History of the walnut:
According to some authors, the walnut tree is native to Europe, where it began to spread during the Tertiary Era. It seems that during the last ice age it disappeared, remaining only protected in the western part of the Asian continent. According to other authors, this would be the true area of origin of the walnut tree, from which it spread again thanks to the migration of peoples.
It was the Romans who introduced the walnut in the regions of the Rhine and in Spain and, later, the Spanish who brought the plant to France and England, thus spreading it throughout Europe.
Like many other products, the Spanish introduced the walnut to America, where it spread widely from California, at first, to the southern hemisphere.
Types of nuts:
The most important varieties of walnuts cultivated around the world are: Common, Mayette, Parisienne, Franquette, Hartley, Payne and Eureka.
The best known for its large export volume to all markets are California walnuts. These nuts are large, with regular shape and exceptional cleanliness, although their spectacular presence does not correspond to the quality of their almonds, which are very poor in meat compared to European nuts.
Walnuts produced by other species of walnut trees other than the common one, such as gray and black walnut, also form part of the human diet. The black walnut (Juglans nigra), native to East and North America and introduced to England in the 17th century, is larger than the common walnut.
The shell that surrounds the fruit is usually very thick and hard, so in the United States, there are special nutcrackers to break it. However, the edible seed is of good quality, has a fairly intense flavor, and in North America, it is used in confectionery and ice cream parlors, among other culinary applications.
The walnut of the gray, white or ashen walnut (Juglans cinerea), native to North America, is consumed very locally. This ellipsoidal fruit is very sticky and is covered with hair. It has a short tip and the shell is quite hard, although it is not difficult to break. In addition, it has a very pleasant flavor.
Tips for buying nuts:
In the market you can find walnuts with shell or without shell, and whole, chopped or ground as a more or less fine flour.
When buying walnuts, it is preferable to opt for the fresh fruit in shell or for the shelled walnuts vacuum packed. In the first case, it is advisable to choose the nuts that are relatively heavy and full, with the shell intact, without cracks or holes.
The best season to buy walnuts is the month of November, as that is when they are ripe and dry.

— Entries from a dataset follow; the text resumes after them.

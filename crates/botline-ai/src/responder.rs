// SPDX-FileCopyrightText: 2026 Botline Contributors
// SPDX-License-Identifier: MIT OR Apache-2.0

//! AI reply generation with graceful degradation.
//!
//! [`AiResponder::reply`] never fails: any provider error collapses to
//! a fixed user-facing string so the dispatch pipeline can always send
//! something. Failed exchanges are not written back to history, so a
//! transient provider outage cannot poison later context.

use botline_core::BotlineError;
use botline_core::types::ReplyOverrides;
use tracing::{debug, warn};

use crate::client::AnthropicClient;
use crate::history::{HistoryCache, Turn};
use crate::prompts::PromptResolver;
use crate::types::{ApiMessage, MessageRequest};

/// Sent when the provider reports quota or billing exhaustion.
const UNAVAILABLE_REPLY: &str =
    "The assistant is temporarily unavailable. Please try again in a little while.";

/// Sent on any other generation failure.
const FALLBACK_REPLY: &str = "Sorry, I couldn't process that message right now.";

/// Generates AI auto-replies with per-session conversation memory.
pub struct AiResponder {
    client: AnthropicClient,
    history: HistoryCache,
    prompts: PromptResolver,
    default_max_tokens: u32,
}

impl AiResponder {
    pub fn new(
        client: AnthropicClient,
        history: HistoryCache,
        prompts: PromptResolver,
        default_max_tokens: u32,
    ) -> Self {
        Self {
            client,
            history,
            prompts,
            default_max_tokens,
        }
    }

    /// Generates a reply to `text` within the session's conversation.
    ///
    /// Always returns a sendable string. On success the exchange is
    /// appended to the session history; on failure history is left
    /// untouched and a fixed fallback string is returned.
    pub async fn reply(
        &self,
        session_key: &str,
        text: &str,
        profile: &str,
        overrides: &ReplyOverrides,
    ) -> String {
        let system = self
            .prompts
            .resolve(profile, overrides.system_prompt.as_deref())
            .await;

        let mut turns = self.history.load(session_key);
        turns.push(Turn::user(text));

        let request = MessageRequest {
            model: self.client.default_model().to_string(),
            messages: turns
                .iter()
                .map(|t| ApiMessage {
                    role: t.role.as_str().to_string(),
                    content: t.content.clone(),
                })
                .collect(),
            system: Some(system),
            max_tokens: overrides.max_tokens.unwrap_or(self.default_max_tokens),
            temperature: overrides.temperature,
            stream: false,
        };

        match self.client.complete_message(&request).await {
            Ok(response) => {
                let reply = response.text();
                if reply.trim().is_empty() {
                    warn!(session_key, "provider returned an empty completion");
                    return FALLBACK_REPLY.to_string();
                }
                debug!(
                    session_key,
                    output_tokens = response.usage.output_tokens,
                    "generated AI reply"
                );
                turns.push(Turn::assistant(reply.clone()));
                self.history.store(session_key, turns);
                reply
            }
            Err(e) => {
                warn!(session_key, error = %e, "AI reply generation failed");
                if is_quota_exhaustion(&e) {
                    UNAVAILABLE_REPLY.to_string()
                } else {
                    FALLBACK_REPLY.to_string()
                }
            }
        }
    }
}

/// Detects quota and billing exhaustion from the provider error surface.
fn is_quota_exhaustion(err: &BotlineError) -> bool {
    let msg = err.to_string().to_lowercase();
    msg.contains("rate_limit_error")
        || msg.contains("overloaded_error")
        || msg.contains("billing")
        || msg.contains("credit balance")
        || msg.contains("quota")
}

The best way to preserve walnuts is in a tightly closed jar, in a cool, dry place. The fats in this dried fruit are easily oxidized, so if they are stored for a long time, they can acquire a rancid taste. The tendency to rancidity is greater in the case of chopped or ground walnuts, since they have a greater contact surface with the air.

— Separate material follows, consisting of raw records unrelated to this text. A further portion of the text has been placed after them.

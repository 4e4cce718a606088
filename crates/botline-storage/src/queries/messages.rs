// SPDX-FileCopyrightText: 2026 Botline Contributors
// SPDX-License-Identifier: MIT OR Apache-2.0

//! Inbound and outgoing message log operations.
//!
//! Inbound persistence is the idempotency anchor of the whole pipeline:
//! the upsert is keyed by `(channel_id, chat_id, provider_message_id)`
//! and reports whether the row already existed, so duplicate webhook
//! deliveries refresh the row without triggering a second auto-reply.

use botline_core::BotlineError;
use botline_core::types::{InboundMessage, OutgoingMessage, UpsertOutcome};
use rusqlite::params;

use crate::database::{Database, map_tr_err, parse_enum, parse_json, parse_timestamp};

/// Idempotently persists an inbound message.
///
/// The existence probe and the conflict-safe upsert run inside one
/// closure on the single writer connection, so concurrent duplicate
/// deliveries serialize and the reported outcome is exact.
pub async fn upsert_inbound(
    db: &Database,
    msg: &InboundMessage,
) -> Result<UpsertOutcome, BotlineError> {
    let msg = msg.clone();
    db.connection()
        .call(move |conn| {
            let existed: bool = conn
                .query_row(
                    "SELECT 1 FROM inbound_messages
                     WHERE channel_id = ?1 AND chat_id = ?2 AND provider_message_id = ?3",
                    params![msg.channel_id, msg.chat_id, msg.provider_message_id],
                    |_| Ok(true),
                )
                .map(|_| true)
                .or_else(|e| match e {
                    rusqlite::Error::QueryReturnedNoRows => Ok(false),
                    other => Err(other),
                })?;

            conn.execute(
                "INSERT INTO inbound_messages
                     (channel_id, chat_id, provider_message_id, chat_kind, sender_id,
                      sender_username, sender_display_name, kind, text, media, received_at)
                 VALUES (?1, ?2, ?3, ?4, ?5, ?6, ?7, ?8, ?9, ?10, ?11)
                 ON CONFLICT (channel_id, chat_id, provider_message_id) DO UPDATE SET
                     chat_kind = excluded.chat_kind,
                     sender_id = excluded.sender_id,
                     sender_username = excluded.sender_username,
                     sender_display_name = excluded.sender_display_name,
                     kind = excluded.kind,
                     text = excluded.text,
                     media = excluded.media,
                     received_at = excluded.received_at",
                params![
                    msg.channel_id,
                    msg.chat_id,
                    msg.provider_message_id,
                    msg.chat_kind.to_string(),
                    msg.sender_id,
                    msg.sender_username,
                    msg.sender_display_name,
                    msg.kind.to_string(),
                    msg.text,
                    msg.media.as_ref().map(|m| m.to_string()),
                    msg.received_at.to_rfc3339(),
                ],
            )?;

            Ok(if existed {
                UpsertOutcome::Duplicate
            } else {
                UpsertOutcome::Inserted
            })
        })
        .await
        .map_err(map_tr_err)
}

/// Records a successfully sent outgoing message.
pub async fn record_outgoing(db: &Database, msg: &OutgoingMessage) -> Result<(), BotlineError> {
    let msg = msg.clone();
    db.connection()
        .call(move |conn| {
            conn.execute(
                "INSERT INTO outgoing_messages
                     (channel_id, provider_message_id, chat_id, kind, text, media,
                      provenance, reply_to_provider_message_id, sent_at)
                 VALUES (?1, ?2, ?3, ?4, ?5, ?6, ?7, ?8, ?9)",
                params![
                    msg.channel_id,
                    msg.provider_message_id,
                    msg.chat_id,
                    msg.kind.to_string(),
                    msg.text,
                    msg.media.as_ref().map(|m| m.to_string()),
                    msg.provenance.to_string(),
                    msg.reply_to_provider_message_id,
                    msg.sent_at.to_rfc3339(),
                ],
            )?;
            Ok(())
        })
        .await
        .map_err(map_tr_err)
}

/// Returns a chat's inbound messages in arrival order.
pub async fn inbound_for_chat(
    db: &Database,
    channel_id: &str,
    chat_id: i64,
) -> Result<Vec<InboundMessage>, BotlineError> {
    let channel_id = channel_id.to_string();
    db.connection()
        .call(move |conn| {
            let mut stmt = conn.prepare(
                "SELECT channel_id, chat_id, provider_message_id, chat_kind, sender_id,
                        sender_username, sender_display_name, kind, text, media, received_at
                 FROM inbound_messages
                 WHERE channel_id = ?1 AND chat_id = ?2
                 ORDER BY received_at ASC, id ASC",
            )?;
            let rows = stmt.query_map(params![channel_id, chat_id], |row| {
                Ok(InboundMessage {
                    channel_id: row.get(0)?,
                    chat_id: row.get(1)?,
                    provider_message_id: row.get(2)?,
                    chat_kind: parse_enum(&row.get::<_, String>(3)?)?,
                    sender_id: row.get(4)?,
                    sender_username: row.get(5)?,
                    sender_display_name: row.get(6)?,
                    kind: parse_enum(&row.get::<_, String>(7)?)?,
                    text: row.get(8)?,
                    media: parse_json(row.get(9)?)?,
                    received_at: parse_timestamp(&row.get::<_, String>(10)?)?,
                })
            })?;
            let mut messages = Vec::new();
            for row in rows {
                messages.push(row?);
            }
            Ok(messages)
        })
        .await
        .map_err(map_tr_err)
}

/// Returns a chat's outgoing messages in send order.
pub async fn outgoing_for_chat(
    db: &Database,
    channel_id: &str,
    chat_id: i64,
) -> Result<Vec<OutgoingMessage>, BotlineError> {
    let channel_id = channel_id.to_string();
    db.connection()
        .call(move |conn| {
            let mut stmt = conn.prepare(
                "SELECT channel_id, provider_message_id, chat_id, kind, text, media,
                        provenance, reply_to_provider_message_id, sent_at
                 FROM outgoing_messages
                 WHERE channel_id = ?1 AND chat_id = ?2
                 ORDER BY sent_at ASC, id ASC",
            )?;
            let rows = stmt.query_map(params![channel_id, chat_id], |row| {
                Ok(OutgoingMessage {
                    channel_id: row.get(0)?,
                    provider_message_id: row.get(1)?,
                    chat_id: row.get(2)?,
                    kind: parse_enum(&row.get::<_, String>(3)?)?,
                    text: row.get(4)?,
                    media: parse_json(row.get(5)?)?,
                    provenance: parse_enum(&row.get::<_, String>(6)?)?,
                    reply_to_provider_message_id: row.get(7)?,
                    sent_at: parse_timestamp(&row.get::<_, String>(8)?)?,
                })
            })?;
            let mut messages = Vec::new();
            for row in rows {
                messages.push(row?);
            }
            Ok(messages)
        })
        .await
        .map_err(map_tr_err)
}

#[cfg(test)]
mod tests {
    use super::*;
    use botline_core::types::{ChatKind, MessageKind, Provenance};
    use chrono::{TimeZone, Utc};
    use tempfile::tempdir;

    async fn setup_db() -> (Database, tempfile::TempDir) {
        let dir = tempdir().unwrap();
        let db_path = dir.path().join("test.db");
        let db = Database::open(db_path.to_str().unwrap()).await.unwrap();
        (db, dir)
    }

    fn make_inbound(provider_message_id: i64, text: &str) -> InboundMessage {
        InboundMessage {
            channel_id: "main".into(),
            provider_message_id,
            chat_id: 555,
            chat_kind: ChatKind::Direct,
            sender_id: Some(777),
            sender_username: Some("ana".into()),
            sender_display_name: Some("Ana".into()),
            kind: MessageKind::Text,
            text: Some(text.into()),
            media: None,
            received_at: Utc.with_ymd_and_hms(2026, 1, 1, 12, 0, 0).unwrap(),
        }
    }

    #[tokio::test]
    async fn first_delivery_inserts() {
        let (db, _dir) = setup_db().await;
        let outcome = upsert_inbound(&db, &make_inbound(100, "hello")).await.unwrap();
        assert_eq!(outcome, UpsertOutcome::Inserted);
        db.close().await.unwrap();
    }

    #[tokio::test]
    async fn redelivery_is_duplicate_and_does_not_duplicate_rows() {
        let (db, _dir) = setup_db().await;

        let first = upsert_inbound(&db, &make_inbound(100, "hello")).await.unwrap();
        assert_eq!(first, UpsertOutcome::Inserted);

        // Redelivery with edited text: last write wins.
        let second = upsert_inbound(&db, &make_inbound(100, "hello (edited)"))
            .await
            .unwrap();
        assert_eq!(second, UpsertOutcome::Duplicate);

        let stored = inbound_for_chat(&db, "main", 555).await.unwrap();
        assert_eq!(stored.len(), 1);
        assert_eq!(stored[0].text.as_deref(), Some("hello (edited)"));

        db.close().await.unwrap();
    }

    #[tokio::test]
    async fn same_message_id_in_different_chats_is_distinct() {
        let (db, _dir) = setup_db().await;

        let mut other_chat = make_inbound(100, "hi");
        other_chat.chat_id = 556;

        upsert_inbound(&db, &make_inbound(100, "hi")).await.unwrap();
        let outcome = upsert_inbound(&db, &other_chat).await.unwrap();
        assert_eq!(outcome, UpsertOutcome::Inserted);

        db.close().await.unwrap();
    }

    #[tokio::test]
    async fn outgoing_round_trip_preserves_provenance() {
        let (db, _dir) = setup_db().await;

        let out = OutgoingMessage {
            channel_id: "main".into(),
            provider_message_id: Some(42),
            chat_id: 555,
            kind: MessageKind::Text,
            text: Some("Diskon 20%!".into()),
            media: None,
            provenance: Provenance::RuleEngine,
            reply_to_provider_message_id: Some(100),
            sent_at: Utc.with_ymd_and_hms(2026, 1, 1, 12, 0, 1).unwrap(),
        };
        record_outgoing(&db, &out).await.unwrap();

        let stored = outgoing_for_chat(&db, "main", 555).await.unwrap();
        assert_eq!(stored.len(), 1);
        assert_eq!(stored[0].provenance, Provenance::RuleEngine);
        assert_eq!(stored[0].reply_to_provider_message_id, Some(100));

        db.close().await.unwrap();
    }

    #[tokio::test]
    async fn media_descriptor_round_trips_as_json() {
        let (db, _dir) = setup_db().await;

        let mut msg = make_inbound(200, "caption");
        msg.kind = MessageKind::Photo;
        msg.media = Some(serde_json::json!({"file_id": "abc", "width": 1280}));
        upsert_inbound(&db, &msg).await.unwrap();

        let stored = inbound_for_chat(&db, "main", 555).await.unwrap();
        assert_eq!(stored[0].media.as_ref().unwrap()["file_id"], "abc");

        db.close().await.unwrap();
    }

    #[tokio::test]
    async fn concurrent_duplicate_deliveries_yield_one_row() {
        let (db, _dir) = setup_db().await;

        let mut handles = Vec::new();
        for _ in 0..10 {
            let db = db.clone();
            handles.push(tokio::spawn(async move {
                upsert_inbound(&db, &make_inbound(300, "raced")).await
            }));
        }

        let mut inserted = 0;
        for handle in handles {
            if handle.await.unwrap().unwrap() == UpsertOutcome::Inserted {
                inserted += 1;
            }
        }
        assert_eq!(inserted, 1, "exactly one delivery may observe Inserted");

        let stored = inbound_for_chat(&db, "main", 555).await.unwrap();
        assert_eq!(stored.len(), 1);

        db.close().await.unwrap();
    }
}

In-shell walnuts generally keep for 2-3 months. The husked ones should be stored in the refrigerator to slow rancidity. In this way, they can be kept for approximately 6 months. Walnuts can also be frozen, with or without the shell.
Use in the kitchen:
The nut is generally consumed raw, alone or combined with some other food, usually honey. It is even a typical dessert, along with cheese, in all Basque cider houses.
The walnut is included as an ingredient in many dishes made with vegetables, in various fillings, in the pasta or sauces that accompany it, and in many oriental dishes. They are even part of many traditional and regional desserts, such as the Aragonese nogada or the Basque intxaursaltsa.

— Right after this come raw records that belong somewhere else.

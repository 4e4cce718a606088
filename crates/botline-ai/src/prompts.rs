// SPDX-FileCopyrightText: 2026 Botline Contributors
// SPDX-License-Identifier: MIT OR Apache-2.0

//! System prompt resolution for assistant profiles.
//!
//! A profile names a persona ("assistant", "support", "sales"). The
//! resolver looks up the operator-configured prompt for the profile
//! through a [`PromptSource`], caching results with a TTL, and falls
//! back to built-in personas when nothing is configured. A per-channel
//! prompt override short-circuits the whole lookup.

use std::collections::HashMap;
use std::sync::Arc;
use std::time::{Duration, Instant};

use async_trait::async_trait;
use dashmap::DashMap;

/// Generic persona used when a profile has no configured or built-in prompt.
const DEFAULT_PROMPT: &str = "You are a helpful assistant replying to customer messages \
     on a business messaging channel. Keep replies short, friendly, and in the \
     language the customer writes in.";

const SUPPORT_PROMPT: &str = "You are a customer support agent for a business messaging \
     channel. Answer questions about orders, products, and account issues concisely \
     and politely. If you cannot resolve an issue, say a human agent will follow up.";

const SALES_PROMPT: &str = "You are a sales assistant on a business messaging channel. \
     Answer product questions helpfully, highlight current offers when relevant, and \
     never invent prices or stock levels you were not given.";

/// Source of operator-configured profile prompts.
#[async_trait]
pub trait PromptSource: Send + Sync {
    /// Returns the configured prompt for a profile, if any.
    async fn prompt_for(&self, profile: &str) -> Option<String>;
}

/// Prompt source backed by the static profile table in configuration.
pub struct ConfigPrompts {
    profiles: HashMap<String, String>,
}

impl ConfigPrompts {
    pub fn new(profiles: HashMap<String, String>) -> Self {
        Self { profiles }
    }
}

#[async_trait]
impl PromptSource for ConfigPrompts {
    async fn prompt_for(&self, profile: &str) -> Option<String> {
        self.profiles.get(profile).cloned()
    }
}

struct CachedLookup {
    prompt: Option<String>,
    expires_at: Instant,
}

/// Resolves the effective system prompt for a reply.
///
/// Precedence: explicit override, then the configured profile prompt,
/// then the built-in persona for well-known profiles, then the generic
/// default. Misses are cached too so an unconfigured profile does not
/// hit the source on every message.
pub struct PromptResolver {
    source: Arc<dyn PromptSource>,
    cache: DashMap<String, CachedLookup>,
    ttl: Duration,
}

impl PromptResolver {
    pub fn new(source: Arc<dyn PromptSource>, ttl: Duration) -> Self {
        Self {
            source,
            cache: DashMap::new(),
            ttl,
        }
    }

    /// Returns the system prompt to use for the given profile.
    pub async fn resolve(&self, profile: &str, override_prompt: Option<&str>) -> String {
        if let Some(prompt) = override_prompt
            && !prompt.trim().is_empty()
        {
            return prompt.to_string();
        }

        if let Some(prompt) = self.cached_lookup(profile).await {
            return prompt;
        }

        builtin_prompt(profile).to_string()
    }

    async fn cached_lookup(&self, profile: &str) -> Option<String> {
        if let Some(entry) = self.cache.get(profile)
            && entry.expires_at > Instant::now()
        {
            return entry.prompt.clone();
        }

        let prompt = self.source.prompt_for(profile).await;
        self.cache.insert(
            profile.to_string(),
            CachedLookup {
                prompt: prompt.clone(),
                expires_at: Instant::now() + self.ttl,
            },
        );
        prompt
    }
}

/// Built-in persona for well-known profiles.
fn builtin_prompt(profile: &str) -> &'static str {
    match profile {
        "support" => SUPPORT_PROMPT,
        "sales" => SALES_PROMPT,
        _ => DEFAULT_PROMPT,
    }
}

#[cfg(test)]
mod tests {
    use super::*;
    use std::sync::atomic::{AtomicUsize, Ordering};

    struct CountingSource {
        profiles: HashMap<String, String>,
        calls: AtomicUsize,
    }

    #[async_trait]
    impl PromptSource for CountingSource {
        async fn prompt_for(&self, profile: &str) -> Option<String> {
            self.calls.fetch_add(1, Ordering::SeqCst);
            self.profiles.get(profile).cloned()
        }
    }

    fn resolver_with(profiles: &[(&str, &str)]) -> (PromptResolver, Arc<CountingSource>) {
        let source = Arc::new(CountingSource {
            profiles: profiles
                .iter()
                .map(|(k, v)| (k.to_string(), v.to_string()))
                .collect(),
            calls: AtomicUsize::new(0),
        });
        (
            PromptResolver::new(source.clone(), Duration::from_secs(60)),
            source,
        )
    }

    #[tokio::test]
    async fn override_wins_over_everything() {
        let (resolver, _) = resolver_with(&[("support", "configured support prompt")]);
        let prompt = resolver.resolve("support", Some("override prompt")).await;
        assert_eq!(prompt, "override prompt");
    }

    #[tokio::test]
    async fn blank_override_is_ignored() {
        let (resolver, _) = resolver_with(&[("support", "configured support prompt")]);
        let prompt = resolver.resolve("support", Some("   ")).await;
        assert_eq!(prompt, "configured support prompt");
    }

    #[tokio::test]
    async fn configured_prompt_wins_over_builtin() {
        let (resolver, _) = resolver_with(&[("sales", "our own sales prompt")]);
        assert_eq!(resolver.resolve("sales", None).await, "our own sales prompt");
    }

    #[tokio::test]
    async fn builtin_persona_for_known_profile() {
        let (resolver, _) = resolver_with(&[]);
        assert_eq!(resolver.resolve("support", None).await, SUPPORT_PROMPT);
        assert_eq!(resolver.resolve("sales", None).await, SALES_PROMPT);
    }

    #[tokio::test]
    async fn unknown_profile_gets_generic_default() {
        let (resolver, _) = resolver_with(&[]);
        assert_eq!(resolver.resolve("mystery", None).await, DEFAULT_PROMPT);
    }

    #[tokio::test]
    async fn lookups_are_cached_including_misses() {
        let (resolver, source) = resolver_with(&[("support", "configured")]);
        for _ in 0..3 {
            resolver.resolve("support", None).await;
            resolver.resolve("unconfigured", None).await;
        }
        assert_eq!(source.calls.load(Ordering::SeqCst), 2);
    }
}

Caramelised walnuts are a common ingredient in the production of ice cream.
In addition to being one of the most appreciated nuts for its pleasant taste, the walnut is also used to obtain derived products. Among them, the most prominent is walnut oil, whose flavor is very pleasant and sweeter than that of olive oil. It is generally used for salad dressing.
Curiosity about walnuts:
The old pseudoscientific theory of symbolism attributed to the walnut “ healing properties on the brain due to the similarity of the fruit to this organ.